Cuenta César Vidal que “Adolfo Suárez muy probablemente fue designado no por lo que se esperaba que pudiera hacer sino por lo que se estaba seguro de que, en su carencia de peso específico, no se atrevería a desobedecer. Era el hombre ideal porque la ambición y la juventud, siquiera en teoría, lo convertían en un instrumento dócil y adecuado para consumar unos planes de cambiar todo para que todo siguiera igual” (1).

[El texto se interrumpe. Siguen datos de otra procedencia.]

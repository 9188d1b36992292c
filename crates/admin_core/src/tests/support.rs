use std::{
    collections::{HashMap, HashSet},
    sync::{Arc, Mutex},
    time::Duration,
};

use async_trait::async_trait;
use chain::{
    abi::{encode, Function, Token},
    signer::ReceiptPolicy,
    ChainError, ChainReader, ContractTransport, RpcWallet,
};
use primitive_types::U256;
use shared::domain::{Address, Selector, TxHash};

pub const ACCOUNT: Address = Address([0xa1; 20]);
pub const SENT_HASH: TxHash = TxHash([0x11; 32]);

pub fn addr(last: u8) -> Address {
    let mut bytes = [0u8; 20];
    bytes[19] = last;
    Address(bytes)
}

type Reply = Result<Vec<u8>, ChainError>;

/// In-memory node: calls are answered from a table keyed by exact calldata.
#[derive(Default)]
pub struct FakeChain {
    code: Mutex<HashSet<Address>>,
    replies: Mutex<HashMap<(Address, Vec<u8>), Reply>>,
    calls: Mutex<Vec<(Address, Vec<u8>)>>,
    gas: Mutex<Option<Result<U256, ChainError>>>,
    send: Mutex<Option<Result<TxHash, ChainError>>>,
    receipt: Mutex<Option<Option<bool>>>,
    sent: Mutex<Vec<(Address, Address, Vec<u8>)>>,
    fee_delay: Mutex<Option<Duration>>,
}

impl FakeChain {
    pub fn new() -> Arc<Self> {
        Arc::new(Self::default())
    }

    pub fn reader(self: &Arc<Self>) -> ChainReader {
        ChainReader::new(self.clone())
    }

    pub fn deploy(&self, address: Address) {
        self.code.lock().expect("code lock").insert(address);
    }

    pub fn respond(&self, to: Address, function: &Function, args: &[Token], outputs: &[Token]) {
        let data = function.encode_input(args).expect("encode probe input");
        self.replies
            .lock()
            .expect("replies lock")
            .insert((to, data), Ok(encode(outputs)));
    }

    pub fn fail(&self, to: Address, function: &Function, args: &[Token], err: ChainError) {
        let data = function.encode_input(args).expect("encode probe input");
        self.replies
            .lock()
            .expect("replies lock")
            .insert((to, data), Err(err));
    }

    pub fn set_gas(&self, gas: Result<U256, ChainError>) {
        *self.gas.lock().expect("gas lock") = Some(gas);
    }

    pub fn set_send(&self, result: Result<TxHash, ChainError>) {
        *self.send.lock().expect("send lock") = Some(result);
    }

    pub fn set_receipt(&self, status: Option<bool>) {
        *self.receipt.lock().expect("receipt lock") = Some(status);
    }

    /// Delays every `COMMAND_FEE_BIPS` read.
    pub fn set_fee_delay(&self, delay: Duration) {
        *self.fee_delay.lock().expect("delay lock") = Some(delay);
    }

    pub fn calls_with_selector(&self, selector: Selector) -> usize {
        self.calls
            .lock()
            .expect("calls lock")
            .iter()
            .filter(|(_, data)| data.starts_with(&selector.0))
            .count()
    }

    pub fn call_count(&self) -> usize {
        self.calls.lock().expect("calls lock").len()
    }

    pub fn sent(&self) -> Vec<(Address, Address, Vec<u8>)> {
        self.sent.lock().expect("sent lock").clone()
    }
}

#[async_trait]
impl ContractTransport for FakeChain {
    async fn chain_id(&self) -> Result<u64, ChainError> {
        Ok(31337)
    }

    async fn accounts(&self) -> Result<Vec<Address>, ChainError> {
        Ok(vec![ACCOUNT])
    }

    async fn get_code(&self, address: Address) -> Result<Vec<u8>, ChainError> {
        if self.code.lock().expect("code lock").contains(&address) {
            Ok(vec![0x60, 0x80])
        } else {
            Ok(Vec::new())
        }
    }

    async fn call(&self, to: Address, data: Vec<u8>) -> Result<Vec<u8>, ChainError> {
        self.calls
            .lock()
            .expect("calls lock")
            .push((to, data.clone()));
        let fee_selector = chain::abi::selector("COMMAND_FEE_BIPS()");
        let delay = *self.fee_delay.lock().expect("delay lock");
        if let Some(delay) = delay.filter(|_| data.starts_with(&fee_selector.0)) {
            tokio::time::sleep(delay).await;
        }
        self.replies
            .lock()
            .expect("replies lock")
            .get(&(to, data))
            .cloned()
            .unwrap_or_else(|| Err(ChainError::Reverted("function not found".into())))
    }

    async fn estimate_gas(
        &self,
        _from: Address,
        _to: Address,
        _data: Vec<u8>,
    ) -> Result<U256, ChainError> {
        self.gas
            .lock()
            .expect("gas lock")
            .clone()
            .unwrap_or(Ok(U256::from(21_000u64)))
    }

    async fn send_transaction(
        &self,
        from: Address,
        to: Address,
        data: Vec<u8>,
    ) -> Result<TxHash, ChainError> {
        self.sent.lock().expect("sent lock").push((from, to, data));
        self.send
            .lock()
            .expect("send lock")
            .clone()
            .unwrap_or(Ok(SENT_HASH))
    }

    async fn receipt_status(&self, _hash: TxHash) -> Result<Option<bool>, ChainError> {
        Ok(self
            .receipt
            .lock()
            .expect("receipt lock")
            .unwrap_or(Some(true)))
    }
}

pub fn fast_policy() -> ReceiptPolicy {
    ReceiptPolicy {
        poll_interval: Duration::from_millis(5),
        timeout: Duration::from_millis(500),
    }
}

pub async fn connected_wallet(chain: &Arc<FakeChain>) -> Arc<RpcWallet> {
    let wallet = RpcWallet::new(chain.clone(), fast_policy());
    wallet.connect(Some(ACCOUNT)).await.expect("connect wallet");
    Arc::new(wallet)
}
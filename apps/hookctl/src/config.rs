use std::{collections::HashMap, fs, path::Path, time::Duration};

use anyhow::Context;
use chain::signer::ReceiptPolicy;
use shared::domain::Address;
use url::Url;

pub const DEFAULT_CONFIG_FILE: &str = "hookctl.toml";

#[derive(Debug, Clone, PartialEq, Eq)]
pub struct Settings {
    pub rpc_url: String,
    pub chain_id: Option<u64>,
    pub master_control_address: Option<Address>,
    pub access_control_address: Option<Address>,
    /// Unlocked node account used to sign.
    pub from_address: Option<Address>,
    pub resolver_index_limit: usize,
    pub receipt_poll_interval_ms: u64,
    pub receipt_timeout_secs: u64,
    pub log_filter: String,
}

impl Default for Settings {
    fn default() -> Self {
        Self {
            rpc_url: "http://127.0.0.1:8545".into(),
            chain_id: None,
            master_control_address: None,
            access_control_address: None,
            from_address: None,
            resolver_index_limit: 50,
            receipt_poll_interval_ms: 1000,
            receipt_timeout_secs: 120,
            log_filter: "info".into(),
        }
    }
}

const KEYS: [&str; 9] = [
    "rpc_url",
    "chain_id",
    "master_control_address",
    "access_control_address",
    "from_address",
    "resolver_index_limit",
    "receipt_poll_interval_ms",
    "receipt_timeout_secs",
    "log_filter",
];

impl Settings {
    fn set(&mut self, key: &str, raw: &str) -> anyhow::Result<()> {
        let value = raw.trim();
        match key {
            "rpc_url" => self.rpc_url = value.to_string(),
            "chain_id" => self.chain_id = Some(parse_number(key, value)?),
            "master_control_address" => self.master_control_address = parse_address(key, value)?,
            "access_control_address" => self.access_control_address = parse_address(key, value)?,
            "from_address" => self.from_address = parse_address(key, value)?,
            "resolver_index_limit" => self.resolver_index_limit = parse_number(key, value)?,
            "receipt_poll_interval_ms" => self.receipt_poll_interval_ms = parse_number(key, value)?,
            "receipt_timeout_secs" => self.receipt_timeout_secs = parse_number(key, value)?,
            "log_filter" => self.log_filter = value.to_string(),
            _ => {}
        }
        Ok(())
    }

    pub fn rpc_endpoint(&self) -> anyhow::Result<Url> {
        Url::parse(&self.rpc_url).with_context(|| format!("invalid rpc_url '{}'", self.rpc_url))
    }

    pub fn receipt_policy(&self) -> ReceiptPolicy {
        ReceiptPolicy {
            poll_interval: Duration::from_millis(self.receipt_poll_interval_ms),
            timeout: Duration::from_secs(self.receipt_timeout_secs),
        }
    }
}

fn parse_number<T: std::str::FromStr>(key: &str, value: &str) -> anyhow::Result<T>
where
    T::Err: std::error::Error + Send + Sync + 'static,
{
    value
        .parse()
        .with_context(|| format!("invalid {key} '{value}'"))
}

fn parse_address(key: &str, value: &str) -> anyhow::Result<Option<Address>> {
    if value.is_empty() {
        return Ok(None);
    }
    let address = value
        .parse::<Address>()
        .with_context(|| format!("invalid {key} '{value}'"))?;
    Ok(Some(address))
}

/// Defaults, then the config file, then `HOOKCTL_*` and `APP__*` variables.
pub fn load_settings(path: Option<&Path>) -> anyhow::Result<Settings> {
    let raw = match path {
        Some(path) => Some(
            fs::read_to_string(path)
                .with_context(|| format!("failed to read config '{}'", path.display()))?,
        ),
        None => fs::read_to_string(DEFAULT_CONFIG_FILE).ok(),
    };
    resolve_settings(raw.as_deref(), |name| std::env::var(name).ok())
}

fn resolve_settings(
    file: Option<&str>,
    env: impl Fn(&str) -> Option<String>,
) -> anyhow::Result<Settings> {
    let mut settings = Settings::default();

    if let Some(raw) = file {
        let file_cfg: HashMap<String, toml::Value> =
            toml::from_str(raw).context("config file is not valid TOML")?;
        for key in KEYS {
            if let Some(value) = file_cfg.get(key) {
                let text = match value {
                    toml::Value::String(text) => text.clone(),
                    other => other.to_string(),
                };
                settings.set(key, &text)?;
            }
        }
    }

    for key in KEYS {
        let upper = key.to_ascii_uppercase();
        if let Some(value) = env(&format!("HOOKCTL_{upper}")) {
            settings.set(key, &value)?;
        }
        if let Some(value) = env(&format!("APP__{upper}")) {
            settings.set(key, &value)?;
        }
    }

    Ok(settings)
}

#[cfg(test)]
mod tests {
    use super::*;

    fn no_env(_: &str) -> Option<String> {
        None
    }

    #[test]
    fn defaults_without_file_or_env() {
        let settings = resolve_settings(None, no_env).expect("settings");
        assert_eq!(settings, Settings::default());
        assert_eq!(settings.receipt_policy().timeout, Duration::from_secs(120));
    }

    #[test]
    fn file_values_are_typed_and_validated() {
        let raw = r#"
rpc_url = "http://node:8545"
chain_id = 8453
master_control_address = "0x00000000000000000000000000000000000000C0"
resolver_index_limit = 10
"#;
        let settings = resolve_settings(Some(raw), no_env).expect("settings");
        assert_eq!(settings.rpc_url, "http://node:8545");
        assert_eq!(settings.chain_id, Some(8453));
        assert_eq!(
            settings.master_control_address.map(|a| a.to_string()),
            Some("0x00000000000000000000000000000000000000c0".to_string())
        );
        assert_eq!(settings.resolver_index_limit, 10);

        let bad = r#"from_address = "0x1234""#;
        assert!(resolve_settings(Some(bad), no_env).is_err());
    }

    #[test]
    fn app_prefix_overrides_hookctl_prefix_and_file() {
        let raw = r#"log_filter = "debug""#;
        let env = |name: &str| match name {
            "HOOKCTL_LOG_FILTER" => Some("warn".to_string()),
            "APP__LOG_FILTER" => Some("trace".to_string()),
            "HOOKCTL_RECEIPT_POLL_INTERVAL_MS" => Some("250".to_string()),
            _ => None,
        };
        let settings = resolve_settings(Some(raw), env).expect("settings");
        assert_eq!(settings.log_filter, "trace");
        assert_eq!(
            settings.receipt_policy().poll_interval,
            Duration::from_millis(250)
        );
    }

    #[test]
    fn empty_address_clears_the_setting() {
        let env = |name: &str| (name == "APP__FROM_ADDRESS").then(String::new);
        let raw = r#"from_address = "0x00000000000000000000000000000000000000a1""#;
        let settings = resolve_settings(Some(raw), env).expect("settings");
        assert_eq!(settings.from_address, None);
    }
}
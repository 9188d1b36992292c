//! Function descriptors for the MasterControl admin surface.

use chain::abi::{command_token, Function, ParamType, Token};
use shared::domain::{Command, HookPath, PoolId};

pub const BLOCK_COMMAND_GETTERS: &[&str] = &["getBlockCommands", "blockCommands"];

fn commands_type() -> ParamType {
    ParamType::array_of(ParamType::command())
}

pub fn get_commands() -> Function {
    Function::new(
        "getCommands",
        vec![ParamType::Uint(256), ParamType::FixedBytes(32)],
        vec![commands_type()],
    )
}

pub fn pool_command_targets() -> Function {
    Function::new(
        "poolCommandTargets",
        vec![ParamType::Uint(256)],
        vec![ParamType::array_of(ParamType::Address)],
    )
}

pub fn command_locked_for_pool() -> Function {
    Function::new(
        "commandLockedForPool",
        vec![
            ParamType::Uint(256),
            ParamType::FixedBytes(32),
            ParamType::Address,
            ParamType::FixedBytes(4),
        ],
        vec![ParamType::Bool],
    )
}

/// Per-target fee getter exposed by command contracts.
pub fn command_fee_bips() -> Function {
    Function::new("COMMAND_FEE_BIPS", vec![], vec![ParamType::Uint(256)])
}

pub fn block_commands(name: &str) -> Function {
    Function::new(name, vec![ParamType::Uint(256)], vec![commands_type()])
}

pub fn set_commands() -> Function {
    Function::new(
        "setCommands",
        vec![
            ParamType::Uint(256),
            ParamType::FixedBytes(32),
            commands_type(),
        ],
        vec![],
    )
}

pub fn apply_blocks_to_pool() -> Function {
    Function::new(
        "applyBlocksToPool",
        vec![
            ParamType::Uint(256),
            ParamType::array_of(ParamType::Uint(256)),
        ],
        vec![],
    )
}

pub fn pool_hook_args(pool: PoolId, hook_path: HookPath) -> Vec<Token> {
    vec![
        Token::Uint(pool.0),
        Token::FixedBytes(hook_path.as_bytes().to_vec()),
    ]
}

pub fn set_commands_args(pool: PoolId, hook_path: HookPath, commands: &[Command]) -> Vec<Token> {
    let mut args = pool_hook_args(pool, hook_path);
    args.push(Token::Array(commands.iter().map(command_token).collect()));
    args
}

pub fn apply_blocks_args(pool: PoolId, block_ids: &[u64]) -> Vec<Token> {
    vec![
        Token::Uint(pool.0),
        Token::Array(block_ids.iter().map(|id| Token::uint(*id)).collect()),
    ]
}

A la vista de cómo discurrieron de hecho las cosas, no parece descabellado pensar que fuese el cardenal Tarancón quien sugiriese al Rey el nombre de Adolfo Suárez, como futuro presidente del gobierno. “Se non è vero, é ben trovato”. Solo un eclesiástico de su rango, talante y buen hacer es capaz de urdir tan maquiavélico nombramiento al servicio de los intereses que representaba y buscaba renovar. En todo caso, aunque el mundo eclesiástico prefiere que ni siquiera se mencione esta perspectiva, aquí radicó el auténtico talón de Aquiles del Proyecto diseñado por la Iglesia (marginación del Evangelio).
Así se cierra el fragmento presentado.